- DATA PROVIDED
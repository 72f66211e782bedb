//! Error types raised by repository implementations.

use std::path::PathBuf;

use progression_core::PlayerId;
use thiserror::Error;

/// Errors surfaced by profile repositories.
///
/// A missing record is not an error; `load` reports it as `Ok(None)`.
#[derive(Debug, Error)]
pub enum RepositoryError {
    #[error("profile repository lock was poisoned")]
    LockPoisoned,

    #[error("I/O error: {0}")]
    Io(#[from] std::io::Error),

    #[error("serialization error: {0}")]
    Serialization(String),

    #[error("corrupted data: {0}")]
    CorruptedData(String),

    #[error("player id mismatch: expected {expected}, found {found}")]
    PlayerMismatch { expected: PlayerId, found: PlayerId },

    #[error("data path exists but is not a directory: {}", .0.display())]
    NotADirectory(PathBuf),
}

pub type Result<T> = std::result::Result<T, RepositoryError>;
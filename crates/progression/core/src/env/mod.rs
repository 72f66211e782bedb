//! Read-only seams through which external settings and randomness reach the
//! progression rules.
mod config;
mod rng;

pub use config::ConfigOracle;
pub use rng::{PcgRandom, RandomSource};
//! File-based repository implementations.

mod profile;

pub use profile::FileProfileRepository;
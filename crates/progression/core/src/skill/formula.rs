//! Leveling curve.
//!
//! `required(level) = base_xp * level^exponent`
//!
//! The curve is evaluated in `f64`. For the default parameters (100, 1.5) the
//! requirement stays finite for every `u32` level (about 2.8e16 at
//! `u32::MAX`), and it remains finite for any exponent up to roughly 30.

use crate::config::ConfigError;

/// Pure function from a level to the experience needed to advance past it.
#[derive(Clone, Copy, Debug, PartialEq)]
pub struct LevelFormula {
    base_xp: f64,
    exponent: f64,
}

impl LevelFormula {
    pub const DEFAULT_BASE_XP: f64 = 100.0;
    pub const DEFAULT_EXPONENT: f64 = 1.5;

    /// Create a formula, rejecting non-positive or non-finite parameters.
    pub fn new(base_xp: f64, exponent: f64) -> Result<Self, ConfigError> {
        if !(base_xp.is_finite() && base_xp > 0.0) {
            return Err(ConfigError::NonPositive {
                key: "leveling.base-xp",
                value: base_xp,
            });
        }
        if !(exponent.is_finite() && exponent > 0.0) {
            return Err(ConfigError::NonPositive {
                key: "leveling.exponent",
                value: exponent,
            });
        }
        Ok(Self { base_xp, exponent })
    }

    pub fn base_xp(&self) -> f64 {
        self.base_xp
    }

    pub fn exponent(&self) -> f64 {
        self.exponent
    }

    /// Experience required to advance past `level`. Levels below 1 require 0.
    #[inline]
    pub fn required_experience(&self, level: u32) -> f64 {
        if level < 1 {
            return 0.0;
        }
        self.base_xp * f64::from(level).powf(self.exponent)
    }

    /// Highest level reachable from `from` when `budget` experience is spent
    /// on consecutive requirements. Never overshoots: the requirements summed
    /// over `from..result` stay below the integral of the curve, which is
    /// what the estimate inverts. Saturates at `u32::MAX`.
    pub(crate) fn reachable_level(&self, from: u32, budget: f64) -> u32 {
        let power = self.exponent + 1.0;
        let start = f64::from(from).powf(power);
        let target = (budget / self.base_xp * power + start)
            .powf(power.recip())
            .floor();
        if !target.is_finite() || target >= f64::from(u32::MAX) {
            return u32::MAX;
        }
        (target as u32).max(from)
    }

    /// Estimated experience to climb from `from` to `to`, i.e. the sum of
    /// `required(level)` for `from <= level < to`.
    ///
    /// Integral of the curve with the trapezoid correction. Never exceeds the
    /// integral, so it is at most the budget [`Self::reachable_level`] was
    /// given.
    pub(crate) fn span_cost(&self, from: u32, to: u32) -> f64 {
        if to <= from {
            return 0.0;
        }
        let power = self.exponent + 1.0;
        let (a, b) = (f64::from(from), f64::from(to));
        let integral = (b.powf(power) - a.powf(power)) / power;
        let correction = (b.powf(self.exponent) - a.powf(self.exponent)) / 2.0;
        self.base_xp * (integral - correction).max(0.0)
    }
}

impl Default for LevelFormula {
    fn default() -> Self {
        Self {
            base_xp: Self::DEFAULT_BASE_XP,
            exponent: Self::DEFAULT_EXPONENT,
        }
    }
}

- BRIEF
In the data above, how many lines contain the word "target"? Write the number only.

- WRITTEN ANSWER
3